Imperial Gallows
Murder, Violence and the Death Penalty in British Colonial Africa, c.1915-60
- 272 pages
- English
- ePUB (mobile friendly)
- Available on iOS & Android
Imperial Gallows
Murder, Violence and the Death Penalty in British Colonial Africa, c.1915-60
About this book
Not just a method of crime control or individual punishment in Britain's African territories, the death penalty was an integral aspect of colonial networks of power and violence. Imperial Gallows analyses capital trials from Kenya, Nyasaland and the Gold Coast to explore the social tensions that fueled murder among colonised populations, and how colonial legal cultures and landscapes of political authority shaped sentencing and mercy. It demonstrates how ideas of race, ethnicity, gender and 'civilization' could both spare and condemn Africans convicted of murder in colonial courts, and also how Africans could either appropriate or resist such colonial legal discourses in their trials and petitions. In this book, Stacey Hynd follows the whole process of capital punishment from the identification of a murder victim to trial and conviction, through the process of mercy and sentencing onto death row and execution.
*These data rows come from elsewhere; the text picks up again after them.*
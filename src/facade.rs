//! High-level typed façade over [`StateMachine`], keyed by compile-time
//! object descriptors instead of raw `(objectId, subId)` pairs.

use crate::frame::{Frame, LittleEndian, Timestamp};
use crate::error::CanOpenError;
use crate::nmt::NodeStateTransition;
use crate::state_machine::{StateMachine, Update};

/// A compile-time-known object: its dictionary key and wire type. Wraps a
/// single zero-sized marker type per object, built with [`define_object!`].
pub trait ObjectDescriptor {
    const OBJECT_ID: u16;
    const OBJECT_SUB_ID: u8;
    type ObjectType: LittleEndian;
}

/// Declares a zero-sized marker type implementing [`ObjectDescriptor`].
macro_rules! define_object {
    ($(#[$meta:meta])* $name:ident, $id:expr, $sub:expr, $ty:ty) => {
        $(#[$meta])*
        #[derive(Debug, Clone, Copy)]
        pub struct $name;

        impl ObjectDescriptor for $name {
            const OBJECT_ID: u16 = $id;
            const OBJECT_SUB_ID: u8 = $sub;
            type ObjectType = $ty;
        }
    };
}

define_object!(
    /// `0x1000:0` — device type, vendor-specific bitfield.
    DeviceType, 0x1000, 0, u32
);
define_object!(
    /// `0x1001:0` — the error register the emergency handler writes to.
    ErrorRegister, 0x1001, 0, u8
);
define_object!(
    /// `0x1002:0` — manufacturer-specific status register.
    ManufacturerStatusRegister, 0x1002, 0, u32
);
define_object!(
    /// `0x1016:2` — consumer heartbeat time for the second monitored node.
    ConsumerHeartbeatTime, 0x1016, 2, u32
);
define_object!(
    /// `0x1017:0` — producer heartbeat time, in milliseconds.
    ProducerHeartbeatTime, 0x1017, 0, u32
);
define_object!(
    /// `0x1018:4` — fourth identity sub-object (serial number).
    IdentityObject, 0x1018, 4, u32
);

fn offset_id(base: u16, offset: i32) -> u16 {
    (base as i32 + offset) as u16
}

fn offset_sub(base: u8, offset: i32) -> u8 {
    (base as i32 + offset) as u8
}

/// Owns a single [`StateMachine`] and forwards to it through typed object
/// descriptors, adding no state of its own.
#[derive(Debug, Clone)]
pub struct Node {
    state_machine: StateMachine,
}

impl Node {
    pub fn new(node_id: u8) -> Node {
        Node {
            state_machine: StateMachine::new(node_id),
        }
    }

    pub fn state_machine(&self) -> &StateMachine {
        &self.state_machine
    }

    pub fn state_machine_mut(&mut self) -> &mut StateMachine {
        &mut self.state_machine
    }

    pub fn process(&mut self, frame: &Frame) -> Result<Update, CanOpenError> {
        self.state_machine.process(frame)
    }

    pub fn query_state(&self) -> Frame {
        self.state_machine.query_state()
    }

    pub fn query_state_transition(&self, transition: NodeStateTransition) -> Frame {
        self.state_machine.query_state_transition(transition)
    }

    pub fn query_upload<D: ObjectDescriptor>(&self, id_offset: i32, sub_offset: i32) -> Frame {
        self.state_machine.upload(
            offset_id(D::OBJECT_ID, id_offset),
            offset_sub(D::OBJECT_SUB_ID, sub_offset),
        )
    }

    /// Builds a download frame from the value currently stored in the
    /// dictionary for `D`.
    pub fn query_download<D: ObjectDescriptor>(&mut self) -> Result<Frame, CanOpenError> {
        let value = self.get::<D>(0, 0)?;
        self.state_machine
            .download_typed(D::OBJECT_ID, D::OBJECT_SUB_ID, value)
    }

    pub fn query_download_value<D: ObjectDescriptor>(
        &self,
        value: D::ObjectType,
        id_offset: i32,
        sub_offset: i32,
    ) -> Result<Frame, CanOpenError> {
        self.state_machine.download_typed(
            offset_id(D::OBJECT_ID, id_offset),
            offset_sub(D::OBJECT_SUB_ID, sub_offset),
            value,
        )
    }

    pub fn get<D: ObjectDescriptor>(&mut self, id_offset: i32, sub_offset: i32) -> Result<D::ObjectType, CanOpenError> {
        self.state_machine
            .get(offset_id(D::OBJECT_ID, id_offset), offset_sub(D::OBJECT_SUB_ID, sub_offset))
    }

    pub fn has<D: ObjectDescriptor>(&self, id_offset: i32, sub_offset: i32) -> bool {
        self.state_machine
            .has(offset_id(D::OBJECT_ID, id_offset), offset_sub(D::OBJECT_SUB_ID, sub_offset))
    }

    pub fn timestamp<D: ObjectDescriptor>(&self, id_offset: i32, sub_offset: i32) -> Timestamp {
        self.state_machine
            .timestamp(offset_id(D::OBJECT_ID, id_offset), offset_sub(D::OBJECT_SUB_ID, sub_offset))
    }

    pub fn set<D: ObjectDescriptor>(&mut self, value: D::ObjectType, time: Timestamp) -> Result<(), CanOpenError> {
        self.state_machine.set(D::OBJECT_ID, D::OBJECT_SUB_ID, value, time)
    }

    pub fn set_offset<D: ObjectDescriptor>(
        &mut self,
        value: D::ObjectType,
        id_offset: i32,
        sub_offset: i32,
        time: Timestamp,
    ) -> Result<(), CanOpenError> {
        self.state_machine.set(
            offset_id(D::OBJECT_ID, id_offset),
            offset_sub(D::OBJECT_SUB_ID, sub_offset),
            value,
            time,
        )
    }

    pub fn get_rpdo_message(&self, index: usize) -> Result<Frame, CanOpenError> {
        self.state_machine.get_rpdo_message(index)
    }
}

#[cfg(test)]
mod tests {
    use super::*;

    #[test]
    fn typed_roundtrip_through_descriptor() {
        let mut node = Node::new(2);
        node.set::<ProducerHeartbeatTime>(1000, Timestamp::from_ticks(1)).unwrap();
        assert_eq!(node.get::<ProducerHeartbeatTime>(0, 0).unwrap(), 1000);
        assert!(node.has::<ProducerHeartbeatTime>(0, 0));
    }

    #[test]
    fn query_upload_uses_offsets() {
        let node = Node::new(2);
        let frame = node.query_upload::<IdentityObject>(0, -1);
        assert_eq!(crate::sdo::get_sdo_object_id(&frame), 0x1018);
        assert_eq!(crate::sdo::get_sdo_object_sub_id(&frame), 3);
    }

    #[test]
    fn query_download_builds_from_stored_value() {
        let mut node = Node::new(2);
        node.set::<ErrorRegister>(0x05, Timestamp::from_ticks(1)).unwrap();
        let frame = node.query_download::<ErrorRegister>().unwrap();
        assert_eq!(crate::sdo::get_sdo_object_id(&frame), 0x1001);
        assert_eq!(frame.data[4], 0x05);
    }
}
pub mod error;
mod ext;
pub mod layout;
pub mod logging;
pub mod ocr;
mod recognition;
pub mod settings;
pub mod source;
#[cfg(test)]
mod test_util;

pub use error::{RecognizeError, Rejection};
pub use layout::{Block, CornerPoints, Element, Line, Point, RecognitionResult};
pub use ocr::{
    ImageDimensions, NormalizedRect, ObservationSet, RawObservation, Recognizer,
    TesseractRecognizer,
};
pub use recognition::TextRecognizer;
pub use settings::Settings;

/// Recognizes the text in the image at `image_uri` with tesseract and the
/// default settings.
pub async fn recognize_text(image_uri: &str) -> Result<RecognitionResult, RecognizeError> {
    recognize_text_with_settings(image_uri, Settings::default()).await
}

pub async fn recognize_text_with_settings(
    image_uri: &str,
    settings: Settings,
) -> Result<RecognitionResult, RecognizeError> {
    TextRecognizer::new(TesseractRecognizer::new(settings))
        .recognize_text(image_uri)
        .await
}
The scandals that erupted over the death penalty, from botched executions and moral panics over ritual murder, to the hanging of anti-colonial rebels for 'terrorist' and emergency offences, provide significant insights into the shifting moral and political economies of colonial violence. This monograph contextualises the death penalty within the wider penal systems and coercive networks of British colonial Africa to highlight the shifting targets of the imperial gallows against rebels, robbers or domestic murderers. Imperial Gallows demonstrates that while hangings were key elements of colonial iconography in British Africa, symbolically loaded events that demonstrated imperial power and authority, they also reveal the limits of that power.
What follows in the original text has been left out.